これはこれで、いかにも不動産王らしいトランプの粗野な武勇伝のまた新たな1ページとして世界中の笑い物となって、すぐに話題から遠ざかってしまったのだが、「北極問題が抱えている戦略的重要性はこんなことで笑い飛ばして済むことではない

北極の氷が溶けることによる悪循環

第1に、これこそが致命的な問題で、すべてに優先して各国が多国間で協調して取り組まなければならないことだが、地球温暖化の影響で北極の氷や北極圏に属するシベリア北部の凍土が驚くべき勢いで溶け出していることである。

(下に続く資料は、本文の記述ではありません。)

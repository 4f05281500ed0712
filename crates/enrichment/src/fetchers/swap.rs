//! Swap created, received and shipped.

use common::EntityId;
use domain::{
    Cart, LineItem, Order, RetrieveConfig, ReturnRequest, Store, Swap, TotalsOptions,
    TotalsSource,
};

use super::{
    currency_of, find_line_item, line_item_fields, line_totals, list_returned_line_items,
    missing_relation, require_line_item,
};
use crate::context::{TemplateContext, TemplateContextBuilder, format_date};
use crate::error::Result;
use crate::event::{EntityEventData, ShipmentEventData, SwapReceivedEventData};
use crate::sources::AggregateSources;

const SWAP_RELATIONS: [&str; 7] = [
    "additional_items",
    "additional_items.tax_lines",
    "return_order",
    "return_order.items",
    "return_order.items.item",
    "return_order.shipping_method",
    "return_order.shipping_method.shipping_option",
];

const SWAP_ORDER_RELATIONS: [&str; 7] = [
    "items",
    "discounts",
    "discounts.rule",
    "shipping_address",
    "swaps",
    "swaps.additional_items",
    "swaps.additional_items.tax_lines",
];

const SHIPPED_SWAP_RELATIONS: [&str; 7] = [
    "shipping_address",
    "shipping_methods",
    "shipping_methods.tax_lines",
    "additional_items",
    "additional_items.tax_lines",
    "return_order",
    "return_order.items",
];

const SHIPPED_ORDER_RELATIONS: [&str; 8] = [
    "region",
    "items",
    "items.tax_lines",
    "discounts",
    "discounts.rule",
    "swaps",
    "swaps.additional_items",
    "swaps.additional_items.tax_lines",
];

const CART_SELECT: [&str; 5] = [
    "total",
    "tax_total",
    "discount_total",
    "shipping_total",
    "subtotal",
];

fn cart_config() -> RetrieveConfig {
    RetrieveConfig::new()
        .select(CART_SELECT)
        .relations(["items", "items.tax_lines", "region"])
}

/// Link to the swap's checkout, from the store's link template.
///
/// The first `{cart_id}` placeholder is replaced; no template yields `""`.
pub fn swap_link(template: Option<&str>, cart_id: &EntityId) -> String {
    template
        .map(|t| t.replacen("{cart_id}", cart_id.as_str(), 1))
        .unwrap_or_default()
}

/// Everything the created and received contexts are built from.
struct SwapBundle {
    store: Store,
    swap: Swap,
    return_request: ReturnRequest,
    order: Order,
    cart: Cart,
    cart_id: EntityId,
}

async fn load_swap(sources: &AggregateSources, id: &EntityId) -> Result<SwapBundle> {
    let store = sources.store.retrieve().await?;
    let swap = sources
        .swaps
        .retrieve(id, &RetrieveConfig::new().relations(SWAP_RELATIONS))
        .await?;

    let mut return_request = swap
        .return_order
        .clone()
        .ok_or_else(|| missing_relation("swap", &swap.id, "return_order"))?;
    let line_items = list_returned_line_items(sources, &return_request.items).await?;
    for returned in &mut return_request.items {
        returned.item = find_line_item(&line_items, &returned.item_id).cloned();
    }

    let order_config = RetrieveConfig::new()
        .select(["total"])
        .relations(SWAP_ORDER_RELATIONS);
    let order = sources.orders.retrieve(&swap.order_id, &order_config).await?;

    let cart_id = swap
        .cart_id
        .clone()
        .ok_or_else(|| missing_relation("swap", &swap.id, "cart"))?;
    let cart = sources.carts.retrieve(&cart_id, &cart_config()).await?;

    Ok(SwapBundle {
        store,
        swap,
        return_request,
        order,
        cart,
        cart_id,
    })
}

/// Context fields common to created and received.
async fn swap_fields(
    sources: &AggregateSources,
    bundle: &SwapBundle,
    items: Vec<TemplateContext>,
    return_items: Vec<TemplateContext>,
) -> Result<TemplateContextBuilder> {
    let currency = currency_of(&bundle.order);
    let locale = sources.locale_resolver().resolve(&bundle.order).await;
    let link = swap_link(bundle.store.swap_link_template.as_deref(), &bundle.cart_id);

    TemplateContext::builder()
        .field("locale", locale)?
        .field("swap", &bundle.swap)?
        .field("order", &bundle.order)?
        .field("return_request", &bundle.return_request)?
        .field("date", format_date(&bundle.swap.updated_at))?
        .field("swap_link", link)?
        .field("email", &bundle.order.email)?
        .field("items", items)?
        .field("return_items", return_items)?
        .field(
            "refund_amount",
            sources
                .formatter
                .display(bundle.return_request.refund_amount, &currency),
        )
}

#[tracing::instrument(skip(sources, data), fields(swap_id = %data.id))]
pub async fn created(sources: &AggregateSources, data: &EntityEventData) -> Result<TemplateContext> {
    let bundle = load_swap(sources, &data.id).await?;
    let currency = currency_of(&bundle.order);
    let fmt = &sources.formatter;

    let totals = line_totals(
        sources,
        &bundle.cart.items,
        TotalsSource::Cart(&bundle.cart),
        TotalsOptions::with_tax(),
    )
    .await?;

    let mut items = Vec::new();
    let mut return_items = Vec::new();
    let mut return_total = 0;
    let mut additional_total = 0;

    for (item, totals) in bundle.cart.items.iter().zip(&totals) {
        let decorated = TemplateContext::builder()
            .spread("line_item", item)?
            .field("totals", totals)?
            .field("tax_lines", &totals.tax_lines)?
            .field(
                "price",
                fmt.display_per_unit(totals.original_total, item.quantity, &currency),
            )?
            .field(
                "discounted_price",
                fmt.display_per_unit(totals.total, item.quantity, &currency),
            )?
            .build();

        if item.is_return {
            if item.variant_id.is_some() {
                return_total -= totals.total;
            }
            return_items.push(decorated);
        } else {
            additional_total += totals.total;
            items.push(decorated);
        }
    }

    Ok(swap_fields(sources, &bundle, items, return_items)
        .await?
        .field("return_total", fmt.display(return_total, &currency))?
        .field("additional_total", fmt.display(additional_total, &currency))?
        .build())
}

/// Like [`created`], but lines are priced as bare amounts without a
/// currency suffix.
#[tracing::instrument(skip(sources, data), fields(swap_id = %data.id))]
pub async fn received(
    sources: &AggregateSources,
    data: &SwapReceivedEventData,
) -> Result<TemplateContext> {
    let bundle = load_swap(sources, &data.id).await?;
    let currency = currency_of(&bundle.order);
    let fmt = &sources.formatter;

    let totals = line_totals(
        sources,
        &bundle.cart.items,
        TotalsSource::Cart(&bundle.cart),
        TotalsOptions::with_tax(),
    )
    .await?;

    let mut items = Vec::new();
    let mut return_items = Vec::new();
    let mut return_total = 0;
    let mut additional_total = 0;

    for (item, totals) in bundle.cart.items.iter().zip(&totals) {
        let gross = totals.subtotal + totals.tax_total;
        let decorated = TemplateContext::builder()
            .spread("line_item", item)?
            .field("totals", totals)?
            .field("price", fmt.format(gross, &currency))?
            .build();

        if item.is_return {
            return_total -= gross;
            return_items.push(decorated);
        } else {
            additional_total += gross;
            items.push(decorated);
        }
    }

    Ok(swap_fields(sources, &bundle, items, return_items)
        .await?
        .field("return_total", fmt.display(return_total, &currency))?
        .field("tax_total", fmt.display(bundle.cart.total.unwrap_or(0), &currency))?
        .field("additional_total", fmt.display(additional_total, &currency))?
        .build())
}

#[tracing::instrument(
    skip(sources, data),
    fields(swap_id = %data.id, fulfillment_id = %data.fulfillment_id)
)]
pub async fn shipment_created(
    sources: &AggregateSources,
    data: &ShipmentEventData,
) -> Result<TemplateContext> {
    let swap = sources
        .swaps
        .retrieve(&data.id, &RetrieveConfig::new().relations(SHIPPED_SWAP_RELATIONS))
        .await?;
    let order = sources
        .orders
        .retrieve(
            &swap.order_id,
            &RetrieveConfig::new().relations(SHIPPED_ORDER_RELATIONS),
        )
        .await?;
    let cart_id = swap
        .cart_id
        .as_ref()
        .ok_or_else(|| missing_relation("swap", &swap.id, "cart"))?;
    let cart = sources.carts.retrieve(cart_id, &cart_config()).await?;

    let return_request = swap
        .return_order
        .as_ref()
        .ok_or_else(|| missing_relation("swap", &swap.id, "return_order"))?;
    let line_items = list_returned_line_items(sources, &return_request.items).await?;

    let currency = currency_of(&order);
    let fmt = &sources.formatter;

    let found = return_request
        .items
        .iter()
        .map(|item| require_line_item(&line_items, &item.item_id))
        .collect::<Result<Vec<_>>>()?;
    let return_totals = line_totals(
        sources,
        found.iter().copied(),
        TotalsSource::Cart(&cart),
        TotalsOptions::with_tax(),
    )
    .await?;

    let mut returned_lines = Vec::with_capacity(found.len());
    let mut return_items = Vec::with_capacity(found.len());
    for ((line, returned), totals) in found.iter().zip(&return_request.items).zip(&return_totals) {
        return_items.push(
            line_item_fields(line)?
                .field(
                    "price",
                    fmt.display_per_unit(totals.original_total, returned.quantity, &currency),
                )?
                .field(
                    "discounted_price",
                    fmt.display_per_unit(totals.total, returned.quantity, &currency),
                )?
                .field("quantity", returned.quantity)?
                .build(),
        );
        returned_lines.push(LineItem {
            quantity: returned.quantity,
            ..(*line).clone()
        });
    }

    let return_total = sources.totals.refund_total(&order, &returned_lines).await?;

    let shipped_order = Order {
        shipping_methods: swap.shipping_methods.clone(),
        items: swap.additional_items.clone(),
        ..order.clone()
    };
    let additional_total = sources.totals.order_total(&shipped_order).await?;

    let additional_totals = line_totals(
        sources,
        &swap.additional_items,
        TotalsSource::Cart(&cart),
        TotalsOptions::with_tax(),
    )
    .await?;
    let items = swap
        .additional_items
        .iter()
        .zip(&additional_totals)
        .map(|(item, totals)| {
            line_item_fields(item)?
                .field(
                    "price",
                    fmt.display_per_unit(totals.original_total, item.quantity, &currency),
                )?
                .field(
                    "discounted_price",
                    fmt.display_per_unit(totals.total, item.quantity, &currency),
                )?
                .field("quantity", item.quantity)
                .map(TemplateContextBuilder::build)
        })
        .collect::<Result<Vec<_>>>()?;

    let locale = sources.locale_resolver().resolve(&order).await;

    Ok(TemplateContext::builder()
        .field("locale", locale)?
        .field("swap", &swap)?
        .field("order", &order)?
        .field("items", items)?
        .field("return_items", return_items)?
        .field("date", format_date(&swap.updated_at))?
        .field("email", &order.email)?
        .field("tax_amount", fmt.display(cart.tax_total.unwrap_or(0), &currency))?
        .field("paid_total", fmt.display(swap.difference_due, &currency))?
        .field("return_total", fmt.display(return_total, &currency))?
        .field("refund_amount", fmt.display(return_request.refund_amount, &currency))?
        .field("additional_total", fmt.display(additional_total, &currency))?
        .build())
}

#[cfg(test)]
mod tests {
    use super::*;

    #[test]
    fn link_replaces_first_placeholder() {
        let cart_id = EntityId::new("cart_9");
        assert_eq!(
            swap_link(Some("https://shop.example/swap?c={cart_id}"), &cart_id),
            "https://shop.example/swap?c=cart_9"
        );
        assert_eq!(
            swap_link(Some("{cart_id}/{cart_id}"), &cart_id),
            "cart_9/{cart_id}"
        );
    }

    #[test]
    fn link_without_template_is_empty() {
        assert_eq!(swap_link(None, &EntityId::new("cart_9")), "");
    }
}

『ナショナル・ジオグラフィック日本版』19年9月号の「総力特集・北極」によれば、早ければ2036年遅くとも世紀の半ばまでには夏になると北極の氷が全部溶けて、カナダ北部の島々やグリーンランド沿岸にはわずかな氷が残るであろうけれども、北極全体にはほとんど氷がないという、想像することすら難しい「氷のない夏」が始まる。

そうなった時には、南太平洋のツバルはとっくに水没しているだろうし、日本でさえもその影響は深刻で、沿岸からどこまでが人間の生存可能エリアなのかという問題を突きつけられているだろう。しかし問題は海面上昇だけではなく、北極の氷が溶けることによる温室効果ガスの放出とそれによってさらに氷が溶けるスピードが加速されるという悪循環が起きることである。

特に、永久凍土が溶けることでそこに閉じ込められていた炭素が放出される量はとてつもないものであることは、最近になって明らかになってきたので、国連の「気候変動に関する政府間パネル(IPCC)」の予測にもまだ充分に反映されていない。IPCCは昨年10月、地球の平均気温の上昇幅を今後1.5℃に抑え込むためには2050年までに温室効果ガスの排出をゼロにしさらに大気中に残るガスを回収・処理する技術を確立する必要があるとの報告書を発表した。しかし、『ナショジオ』誌が凍土の急速な溶解についての最新の知見を元に独自に行った概算によると、気温上昇を1.5℃までに抑えるには、同報告書より6年も早い2044年までに化石燃料からの排出をゼロにしなければならないことが判明した。「あと25年で、世界のエネルギー体系を根本から変えなければならない」(同誌)。

いま北極を巡って切羽詰まっているのはこのことである。